On Apr 13, 2009, at 3:44 PM, Shalin Shekhar Mangar wrote:
On Tue, Apr 14, 2009 at 12:33 AM, Grant Ingersoll
<gsing...@apache.org>wrote:
Instead of a kitchen-sink example directory, we "revert" it back to
being
the tutorial example. It still can get built by ant example, but
ultimately
we "deprecate" it (more later).
Then, as a replacement, we create a directory containing what I
would call
Solr Templates, which contain subdirectories named appropriately
for the
kind of example. Rather than explain, I'll give an example:
The templates directory would contain the configurations (i.e.
schema.xml
and solrconfig.xml) and any sample docs (but not the libraries) for:
tutorial - The current tutorial example
dih - The DIH example
extraction - Solr Cell example
geo - geo spatial example (once 773 is committed)
clustering - once SOLR-769 is committed
simple - A barebones schema and config (mainly used for
bootstrapping a new project for experienced users)

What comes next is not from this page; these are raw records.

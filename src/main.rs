use clap::Parser;
use faa2etc::core::etl::save_summary;
use faa2etc::utils::{logger, validation::Validate};
use faa2etc::{CliConfig, EtlEngine, EtlError, FaaPipeline, FileConfig, LocalStorage};

fn fail(e: &EtlError) -> ! {
    tracing::error!(
        "❌ Conversion failed: {} (Stage: {}, Severity: {:?})",
        e,
        e.category().stage(),
        e.severity()
    );
    tracing::error!("💡 Recovery suggestion: {}", e.recovery_suggestion());

    eprintln!("❌ {}", e.user_friendly_message());
    eprintln!("💡 {}", e.recovery_suggestion());
    std::process::exit(e.exit_code());
}

#[tokio::main(flavor = "current_thread")]
async fn main() {
    let cli = CliConfig::parse();

    // 初始化日誌
    if cli.json_logs {
        logger::init_json_logger(cli.verbose);
    } else {
        logger::init_cli_logger(cli.verbose);
    }
    tracing::debug!("CLI config: {:?}", cli);

    let file_config = match &cli.config {
        Some(path) => {
            tracing::info!("📁 Loading configuration from: {}", path.display());
            match FileConfig::from_file(path).and_then(|config| {
                config.validate()?;
                Ok(config)
            }) {
                Ok(config) => Some(config),
                Err(e) => fail(&e),
            }
        }
        None => None,
    };

    let config = match cli.into_run_config(file_config) {
        Ok(config) => config,
        Err(e) => fail(&e),
    };

    if config.monitor {
        tracing::info!("🔍 System monitoring enabled");
    }

    let summary_path = config.summary_path.clone();
    let monitor_enabled = config.monitor;
    let storage = LocalStorage::default();
    let pipeline = FaaPipeline::new(storage.clone(), config);
    let engine = EtlEngine::new_with_monitoring(pipeline, monitor_enabled);

    let summary = match engine.run().await {
        Ok(summary) => summary,
        Err(e) => fail(&e),
    };

    if let Some(path) = summary_path {
        if let Err(e) = save_summary(&storage, &summary, &path).await {
            fail(&e);
        }
    }

    println!("✅ Success! Wrote {} rows to {}", summary.stats.rows_emitted, summary.output_path);
}
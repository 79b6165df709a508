#[cfg(feature = "cli")]
use std::time::{Duration, Instant};
#[cfg(feature = "cli")]
use sysinfo::{Pid, RefreshKind, System};

#[cfg(feature = "cli")]
#[derive(Debug, Clone)]
pub struct SystemStats {
    pub cpu_usage: f32,
    pub memory_usage_mb: u64,
    pub memory_usage_percent: f32,
    pub peak_memory_mb: u64,
    pub elapsed_time: Duration,
}

/// Samples this process's CPU and memory between pipeline stages.
#[cfg(feature = "cli")]
pub struct SystemMonitor {
    system: System,
    pid: Option<Pid>,
    start_time: Instant,
    peak_memory: u64,
}

#[cfg(feature = "cli")]
impl SystemMonitor {
    pub fn new(enabled: bool) -> Self {
        let pid = if enabled {
            match sysinfo::get_current_pid() {
                Ok(pid) => Some(pid),
                Err(e) => {
                    tracing::warn!("System monitoring disabled: {}", e);
                    None
                }
            }
        } else {
            None
        };

        let mut system = System::new_with_specifics(RefreshKind::nothing());
        if pid.is_some() {
            system.refresh_all();
        }

        Self {
            system,
            pid,
            start_time: Instant::now(),
            peak_memory: 0,
        }
    }

    pub fn sample(&mut self) -> Option<SystemStats> {
        let pid = self.pid?;
        self.system.refresh_all();

        let process = self.system.process(pid)?;
        let memory_mb = process.memory() / 1024 / 1024;
        let total_memory = self.system.total_memory() / 1024 / 1024;
        let memory_percent = if total_memory > 0 {
            (memory_mb as f32 / total_memory as f32) * 100.0
        } else {
            0.0
        };

        self.peak_memory = self.peak_memory.max(memory_mb);

        Some(SystemStats {
            cpu_usage: process.cpu_usage(),
            memory_usage_mb: memory_mb,
            memory_usage_percent: memory_percent,
            peak_memory_mb: self.peak_memory,
            elapsed_time: self.start_time.elapsed(),
        })
    }

    pub fn log_stats(&mut self, stage: &str) {
        if let Some(stats) = self.sample() {
            tracing::info!(
                "📊 {} - CPU: {:.1}%, Memory: {}MB ({:.1}%), Peak: {}MB, Time: {:?}",
                stage,
                stats.cpu_usage,
                stats.memory_usage_mb,
                stats.memory_usage_percent,
                stats.peak_memory_mb,
                stats.elapsed_time
            );
        }
    }

    pub fn log_final_stats(&mut self) {
        if let Some(stats) = self.sample() {
            tracing::info!(
                "📊 Final Stats - Total Time: {:?}, Peak Memory: {}MB",
                stats.elapsed_time,
                stats.peak_memory_mb
            );
        }
    }

    pub fn is_enabled(&self) -> bool {
        self.pid.is_some()
    }
}

#[cfg(feature = "cli")]
impl Default for SystemMonitor {
    fn default() -> Self {
        Self::new(false)
    }
}

// 非 CLI 建置沒有 sysinfo，監控為空操作
#[cfg(not(feature = "cli"))]
#[derive(Default)]
pub struct SystemMonitor;

#[cfg(not(feature = "cli"))]
impl SystemMonitor {
    pub fn new(_enabled: bool) -> Self {
        Self
    }

    pub fn log_stats(&mut self, _stage: &str) {}

    pub fn log_final_stats(&mut self) {}

    pub fn is_enabled(&self) -> bool {
        false
    }
}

exploratory - Basically, the same as simple, but the schema
defines
a single dynamic field - Think of Hoss's Solr Out of the Box talk
from
ApacheCon whereby you want to quickly explore a new data set
without having
to define a schema.
[other] -
Note, the templates directory could also live under each contrib,
but it
isn't necessarily a 1-1 thing (e.g. simple and exploratory
templates are not
contrib-specific).
Then, typing "ant example" would copy the necessary tutorial stuff
to the
example directory (which still contains the Jetty stuff) but would
not have
to recurse into any of the contribs.
Typing "ant example -Dtype=clustering" would copy the clustering
requirements, plus go to contrib/clustering (or whatever) and get the
appropriate material such that the example directory. Similarly
for any of
the other "templates"
Isn't this the same as the current setup with the name of the
directory
changed and different ant targets to set them up? The new ant target
will
setup the default solr instance to be 'extraction' or 'dih' or
'clustering'
and avoid the need to type -Dsolr.solr.home.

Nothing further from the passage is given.